- Evans in 2006
- Born: 1963 (age 62–63) Pontrhydyfen, West Glamorgan, Wales
- Education: Guildhall School of Music and Drama
- Occupation: Singer
- Evans singing Alle Voci del Bronzo Guerriero by George Frideric Handel Recorded 1995

= Rebecca Evans (soprano) =

Welsh operatic soprano

Rebecca Ann Evans is a Welsh operatic soprano.

==Life and career==
Evans was born in Pontrhydyfen. She studied at the Guildhall School of Music and Drama.

Evans has performed as Susanna (The Marriage of Figaro) for the Santa Fe Opera; Adele (Die Fledermaus) for the Chicago Lyric Opera; Zerlina (Don Giovanni), Ann Trulove (The Rake's Progress) and Adina (L'elisir d'amore) for San Francisco Opera; and both Susanna and Zerlina for the Metropolitan Opera, New York.

She has appeared at the BBC Proms and the Edinburgh Festival; at a Gala Concert to celebrate the opening of the Welsh Assembly in the presence of Queen Elizabeth II and the Prince of Wales; and in Bremen with Andrea Bocelli and the London Philharmonic Orchestra.
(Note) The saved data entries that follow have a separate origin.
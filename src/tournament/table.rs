//! Single-hand table engine.
//!
//! `play_hand` drives one complete hand at one table: forced bets, hole
//! cards, the four betting streets with a burn card before each board
//! segment, and either an early win (everyone else folded) or a showdown on
//! the best five of seven cards. Betting is single-pass: every live seat
//! acts exactly once per street, there are no re-raises and no side pots,
//! and the whole pot goes to one winner.

use std::thread;
use std::time::Duration;

use log::{debug, log_enabled, trace, Level};
use rand::Rng;

use crate::cards::{determine_winner, Card, Deck, Street};
use crate::error::{ConfigError, TournamentError};
use crate::player::Player;
use crate::strategy::{BotAction, DecisionContext};

use super::config::BlindLevel;

/// Result of one completed hand.
#[derive(Debug, Clone)]
pub struct HandOutcome {
    /// Seat index of the winner.
    pub winner: usize,
    /// Chips awarded to the winner.
    pub pot: i64,
    /// Community cards revealed during the hand.
    pub community: Vec<Card>,
    /// Whether the hand reached a showdown (false: all but one folded).
    pub showdown: bool,
}

/// Play one hand at a table.
///
/// Forced bets come first: seat 0 posts the small blind, seat 1 the big
/// blind, and every seat pays the ante. Bets are deducted from stacks as
/// they enter the pot, and the pot is paid out in full to the single winner,
/// so the table's total chip count is identical before and after the hand.
/// Stacks may go negative here; elimination is applied by the caller between
/// rounds. Fewer than two seats is a configuration error, reported before
/// any chips move.
pub fn play_hand<R: Rng>(
    round: u32,
    blinds: &BlindLevel,
    seats: &mut [Player],
    deck: &mut Deck,
    rng: &mut R,
    decision_pause: Option<Duration>,
) -> Result<HandOutcome, TournamentError> {
    if seats.len() < 2 {
        return Err(ConfigError::TooFewSeats(seats.len()).into());
    }

    for seat in seats.iter_mut() {
        seat.reset_for_hand();
    }

    let mut pot: i64 = 0;
    seats[0].stack -= blinds.small_blind;
    pot += blinds.small_blind;
    seats[1].stack -= blinds.big_blind;
    pot += blinds.big_blind;
    for seat in seats.iter_mut() {
        seat.stack -= blinds.ante;
        pot += blinds.ante;
    }

    for seat in seats.iter_mut() {
        seat.hole_cards = vec![draw_checked(deck)?, draw_checked(deck)?];
    }

    let mut community: Vec<Card> = Vec::with_capacity(5);

    for street in Street::ALL {
        let dealt = street.community_cards_dealt();
        if dealt > 0 {
            // Burn one card before each board segment.
            draw_checked(deck)?;
            for _ in 0..dealt {
                community.push(draw_checked(deck)?);
            }
        }
        trace!("round {} {}: board {:?}", round, street, community);

        for i in 0..seats.len() {
            if seats[i].folded {
                continue;
            }

            // The bet each seat faces is drawn fresh, standing in for real
            // bet tracking across the single-pass street.
            let current_bet = rng.gen_range(10..=100);
            let ctx = DecisionContext {
                round,
                street,
                current_bet,
                pot,
                community: &community,
            };

            if log_enabled!(Level::Debug) {
                for other in seats.iter().filter(|o| !o.folded) {
                    if other.name == seats[i].name {
                        continue;
                    }
                    let fold_p = seats[i].dossier.estimate_fold_probability(
                        &other.name,
                        current_bet,
                        pot,
                        street.index(),
                        0.5,
                    );
                    debug!(
                        "{} estimates {} folds to {} with p={:.3}",
                        seats[i].name, other.name, current_bet, fold_p
                    );
                }
            }

            let action = seats[i].make_decision(&ctx, rng);
            match action {
                BotAction::Fold => {
                    seats[i].folded = true;
                }
                BotAction::Call => {
                    seats[i].stack -= current_bet;
                    pot += current_bet;
                }
                BotAction::Raise => {
                    let raise_to = rng.gen_range(10..=100);
                    seats[i].stack -= raise_to;
                    pot += raise_to;
                }
            }

            let actor = seats[i].name.clone();
            for (j, observer) in seats.iter_mut().enumerate() {
                if j != i {
                    observer.observe(&actor, action);
                }
            }

            if let Some(pause) = decision_pause {
                thread::sleep(pause);
            }

            if let Some(winner) = sole_survivor(seats) {
                seats[winner].stack += pot;
                debug!(
                    "round {}: {} wins {} uncontested",
                    round, seats[winner].name, pot
                );
                return Ok(HandOutcome {
                    winner,
                    pot,
                    community,
                    showdown: false,
                });
            }
        }
    }

    // Showdown: best five of seven for every live seat.
    let live: Vec<usize> = (0..seats.len()).filter(|&i| !seats[i].folded).collect();
    let hands: Vec<Vec<Card>> = live
        .iter()
        .map(|&i| {
            let mut cards = seats[i].hole_cards.clone();
            cards.extend_from_slice(&community);
            cards
        })
        .collect();
    let winner = live[determine_winner(&hands)?];

    seats[winner].stack += pot;
    debug!(
        "round {}: {} wins {} at showdown, board {:?}",
        round, seats[winner].name, pot, community
    );

    Ok(HandOutcome {
        winner,
        pot,
        community,
        showdown: true,
    })
}

/// Draw one card, mapping an exhausted deck to the fatal error.
fn draw_checked(deck: &mut Deck) -> Result<Card, TournamentError> {
    deck.draw().ok_or(TournamentError::DeckExhausted)
}

/// The only unfolded seat, if exactly one remains.
fn sole_survivor(seats: &[Player]) -> Option<usize> {
    let mut live = (0..seats.len()).filter(|&i| !seats[i].folded);
    match (live.next(), live.next()) {
        (Some(i), None) => Some(i),
        _ => None,
    }
}

#[cfg(test)]
mod tests {
    use super::*;
    use crate::player::DecisionPolicy;
    use rand::rngs::StdRng;
    use rand::SeedableRng;

    fn cards(specs: &[&str]) -> Vec<Card> {
        specs.iter().map(|s| Card::from_str(s).unwrap()).collect()
    }

    fn fixed(count: usize, stack: i64, action: BotAction) -> Vec<Player> {
        (0..count)
            .map(|i| Player::new(format!("p{}", i), stack, DecisionPolicy::Fixed(action)))
            .collect()
    }

    /// Draw order: two hole cards per seat in seat order, then
    /// burn/flop(3)/burn/turn/burn/river.
    fn heads_up_deck() -> Deck {
        Deck::stacked(cards(&[
            "6s", "5s", // seat 0: straight-flush draw
            "As", "Ks", // seat 1: nut-flush draw
            "2c", "9s", "8s", "7s", // burn + flop
            "3c", "2h", // burn + turn
            "4c", "3d", // burn + river
        ]))
    }

    #[test]
    fn test_blinds_and_antes_fund_the_pot() {
        let blinds = BlindLevel::new(50, 100, 10);
        // Everyone folds, so only forced bets move chips.
        let mut seats = fixed(2, 5000, BotAction::Fold);
        let mut deck = heads_up_deck();
        let mut rng = StdRng::seed_from_u64(1);

        let outcome =
            play_hand(1, &blinds, &mut seats, &mut deck, &mut rng, None).unwrap();

        // Seat 0 folds first, so seat 1 collects the pot uncontested.
        assert!(!outcome.showdown);
        assert_eq!(outcome.winner, 1);
        assert_eq!(outcome.pot, 50 + 100 + 2 * 10);
        assert_eq!(seats[0].stack, 5000 - 50 - 10);
        assert_eq!(seats[1].stack, 5000 - 100 - 10 + outcome.pot);
        assert_eq!(seats[0].stack + seats[1].stack, 10_000);
    }

    #[test]
    fn test_scripted_showdown_straight_flush_beats_flush() {
        let blinds = BlindLevel::new(50, 100, 0);
        let mut seats = fixed(2, 5000, BotAction::Call);
        let mut deck = heads_up_deck();
        let mut rng = StdRng::seed_from_u64(42);

        let outcome =
            play_hand(3, &blinds, &mut seats, &mut deck, &mut rng, None).unwrap();

        assert!(outcome.showdown);
        assert_eq!(outcome.winner, 0, "straight flush must beat the ace flush");
        assert_eq!(outcome.community, cards(&["9s", "8s", "7s", "2h", "3d"]));

        // Chip conservation: everything bet came back out of the pot.
        assert_eq!(seats[0].stack + seats[1].stack, 10_000);

        // The loser's stack reflects the blind plus every call it logged.
        let called: i64 = seats[1].history.iter().map(|d| d.current_bet).sum();
        assert_eq!(seats[1].history.len(), 4);
        assert_eq!(seats[1].stack, 5000 - 100 - called);
        assert_eq!(seats[0].stack, 5000 + 100 + called);
    }

    #[test]
    fn test_decisions_are_observed_by_the_table() {
        let blinds = BlindLevel::new(50, 100, 0);
        let mut seats = fixed(3, 5000, BotAction::Call);
        let mut rng = StdRng::seed_from_u64(9);
        let mut deck = Deck::shuffled(&mut rng);

        play_hand(1, &blinds, &mut seats, &mut deck, &mut rng, None).unwrap();

        // Everyone called all four streets, and everyone saw it.
        let entry = seats[0].dossier.entry("p1").unwrap();
        assert_eq!(entry.call, 4);
        assert_eq!(seats[2].dossier.num_opponents(), 2);
    }

    #[test]
    fn test_a_hand_needs_two_seats() {
        let blinds = BlindLevel::new(50, 100, 0);
        let mut rng = StdRng::seed_from_u64(1);
        let mut deck = Deck::shuffled(&mut rng);

        let mut lone = fixed(1, 5000, BotAction::Call);
        let err =
            play_hand(1, &blinds, &mut lone, &mut deck, &mut rng, None).unwrap_err();
        assert_eq!(err, TournamentError::Config(ConfigError::TooFewSeats(1)));
        assert_eq!(lone[0].stack, 5000, "forced bets must not be charged");

        let mut empty: Vec<Player> = Vec::new();
        let err =
            play_hand(1, &blinds, &mut empty, &mut deck, &mut rng, None).unwrap_err();
        assert_eq!(err, TournamentError::Config(ConfigError::TooFewSeats(0)));
    }

    #[test]
    fn test_short_deck_is_deck_exhaustion() {
        let blinds = BlindLevel::new(50, 100, 0);
        let mut seats = fixed(2, 5000, BotAction::Call);
        let mut deck = Deck::stacked(cards(&["6s", "5s", "As"]));
        let mut rng = StdRng::seed_from_u64(1);

        let err =
            play_hand(1, &blinds, &mut seats, &mut deck, &mut rng, None).unwrap_err();
        assert_eq!(err, TournamentError::DeckExhausted);
        assert!(err.is_fatal());
    }
}
/// The tournament orchestrator.
///
/// Owns the field of players, the round counter, and the boundaries to the
/// persistence and live-state collaborators. One strategy engine is shared
/// by every bot across every table.
pub struct Tournament {
    config: TournamentConfig,
    engine: Arc<StrategyEngine>,
    players: Vec<Player>,
    pending: Vec<Player>,
    eliminated: Vec<Player>,
    round: u32,
    entrants: usize,
    chip_total: i64,
    master_seed: u64,
    store: Arc<dyn PersistenceStore>,
    publisher: Arc<dyn LiveStatePublisher>,
}

impl Tournament {
    /// Create a tournament with no players seated yet.
    ///
    /// The configuration is validated up front and rejected whole; the
    /// engine's iteration count is aligned with the configuration.
    pub fn new(
        config: TournamentConfig,
        engine: Arc<StrategyEngine>,
    ) -> Result<Self, TournamentError> {
        config.validate()?;
        engine.set_iterations(config.strategy_iterations);
        let master_seed = config.seed.unwrap_or_else(rand::random);
        Ok(Self {
            config,
            engine,
            players: Vec::new(),
            pending: Vec::new(),
            eliminated: Vec::new(),
            round: 0,
            entrants: 0,
            chip_total: 0,
            master_seed,
            store: Arc::new(NullStore),
            publisher: Arc::new(NullPublisher),
        })
    }

    /// Builder method: attach a persistence collaborator.
    pub fn with_persistence(mut self, store: Arc<dyn PersistenceStore>) -> Self {
        self.store = store;
        self
    }

    /// Builder method: attach a live-state publisher.
    pub fn with_publisher(mut self, publisher: Arc<dyn LiveStatePublisher>) -> Self {
        self.publisher = publisher;
        self
    }

    /// Register a player. Registration lands between rounds: the new seat
    /// joins when the next round's tables form.
    pub fn register_player(&mut self, player: Player) {
        info!("registered {} with {} chips", player.name, player.stack);
        self.entrants += 1;
        self.chip_total += player.stack;
        self.pending.push(player);
    }

    /// Register `count` bots wired to the shared engine, numbered after the
    /// existing entrants.
    pub fn register_bots(&mut self, count: usize) {
        for _ in 0..count {
            let name = format!("Player_{}", self.entrants + 1);
            let bot = Player::bot(name, self.config.starting_stack, Arc::clone(&self.engine));
            self.register_player(bot);
        }
    }

    /// Players still holding chips.
    pub fn active_players(&self) -> &[Player] {
        &self.players
    }

    /// Busted players in elimination order.
    pub fn eliminated_players(&self) -> &[Player] {
        &self.eliminated
    }

    /// Rounds completed so far.
    pub fn round(&self) -> u32 {
        self.round
    }

    /// The shared strategy engine.
    pub fn engine(&self) -> &Arc<StrategyEngine> {
        &self.engine
    }

    /// Whether at most one player (seated or pending) remains.
    pub fn is_finished(&self) -> bool {
        self.players.len() + self.pending.len() <= 1
    }

    /// Play rounds until at most one player remains, then produce the
    /// final standings and payouts.
    pub fn run(&mut self) -> Result<TournamentResult, TournamentError> {
        if self.entrants < 2 {
            return Err(ConfigError::TooFewSeats(self.entrants).into());
        }
        info!(
            "tournament start: {} entrants, {} chips in play, seed {}",
            self.entrants, self.chip_total, self.master_seed
        );
        while !self.is_finished() {
            self.play_round()?;
        }
        Ok(self.finish())
    }

    /// Play one round: form tables, fan the hands out across threads, join
    /// at the barrier, then publish, snapshot, and eliminate.
    pub fn play_round(&mut self) -> Result<(), TournamentError> {
        self.round += 1;
        self.players.append(&mut self.pending);

        let blinds = self.config.blinds_for_round(self.round)?;
        let round = self.round;
        let pause = self.config.decision_pause;
        let master = self.master_seed;
        let per_table = self.config.players_per_table;

        let mut seat_rng = StdRng::seed_from_u64(stream_seed(master, round, SEATING_STREAM));
        self.players.shuffle(&mut seat_rng);

        // Fan out: one hand per table, each on its own deck and rng stream.
        // The barrier is the collect; nothing downstream sees a partial round.
        let results: Vec<(TableView, Option<Result<HandOutcome, TournamentError>>)> = self
            .players
            .par_chunks_mut(per_table)
            .enumerate()
            .map(|(table, chunk)| {
                if chunk.len() < 2 {
                    debug!("round {}: table {} sits out short-handed", round, table);
                    return (TableView::of(chunk), None);
                }
                let mut rng = StdRng::seed_from_u64(stream_seed(master, round, table));
                let mut deck = Deck::shuffled(&mut rng);
                let outcome = play_hand(round, &blinds, chunk, &mut deck, &mut rng, pause);
                (TableView::of(chunk), Some(outcome))
            })
            .collect();

        let mut views = Vec::with_capacity(results.len());
        let mut community: Vec<Card> = Vec::new();
        for (table, (view, outcome)) in results.into_iter().enumerate() {
            views.push(view);
            match outcome {
                None => {}
                Some(Ok(o)) => {
                    if community.is_empty() {
                        community = o.community;
                    }
                }
                Some(Err(e)) if e.is_fatal() => return Err(e),
                Some(Err(e)) => {
                    // The sole recoverable catch: log and carry on with the
                    // rest of the tournament.
                    warn!("round {}: table {} voided: {}", round, table, e);
                }
            }
        }

        self.publisher.publish(&views);
        if let Err(e) = self.store.save_tournament_snapshot(&TournamentSnapshot {
            round,
            pot: 0,
            community,
        }) {
            warn!("round {}: snapshot not persisted: {}", round, e);
        }

        self.eliminate_busted();

        // Late-tournament pressure: every completed round from the fifth on
        // deepens the self-play batches by half again.
        if self.round >= 5 {
            let deeper = self.engine.iterations() * 3 / 2;
            debug!(
                "round {} complete: strategy iterations raised to {}",
                self.round, deeper
            );
            self.engine.set_iterations(deeper);
        }

        info!(
            "round {} complete: {} players remain",
            self.round,
            self.players.len()
        );
        Ok(())
    }

    fn eliminate_busted(&mut self) {
        let mut i = 0;
        while i < self.players.len() {
            if self.players[i].stack <= 0 {
                let busted = self.players.remove(i);
                info!(
                    "round {}: {} eliminated with {} chips",
                    self.round, busted.name, busted.stack
                );
                self.eliminated.push(busted);
            } else {
                i += 1;
            }
        }
    }

    /// Produce the final standings and payouts, persisting player states.
    ///
    /// `run` calls this once the field collapses; callers driving rounds by
    /// hand (progress reporting) call it themselves.
    pub fn finish(&mut self) -> TournamentResult {
        self.players.sort_by(|a, b| b.stack.cmp(&a.stack));

        let standings: Vec<PlayerRecord> = self
            .players
            .iter()
            .chain(self.eliminated.iter().rev())
            .map(|p| PlayerRecord {
                name: p.name.clone(),
                stack: p.stack,
            })
            .collect();

        for record in &standings {
            if let Err(e) = self.store.save_player_state(record) {
                warn!("player {} not persisted: {}", record.name, e);
            }
        }

        let payouts = self.config.payouts(self.chip_total);
        if let Some(winner) = standings.first() {
            info!(
                "tournament over after {} rounds: {} wins",
                self.round, winner.name
            );
        }

        TournamentResult {
            rounds_played: self.round,
            standings,
            payouts,
        }
    }
}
Her recordings include Ilia (Idomeneo), Pamina (The Magic Flute) and Susanna (The Marriage of Figaro) for Chandos; Nanetta (Falstaff) for Decca, and a solo recording of Italian songs for EMI. She has also recorded three soprano parts in a series of Gilbert & Sullivan operettas: the Plaintiff in Trial by Jury, Mabel in The Pirates of Penzance and Josephine in H.M.S. Pinafore. She participated in the second recording of Delius's Requiem (1996, under Richard Hickox). She has also sung Belinda in the BBC film of Dido and Aeneas and hosted the BBC television series A Touch of Classics with the BBC National Orchestra of Wales. She was also a guest artist on the 2008 BBC2 series Maestro presented by Clive Anderson.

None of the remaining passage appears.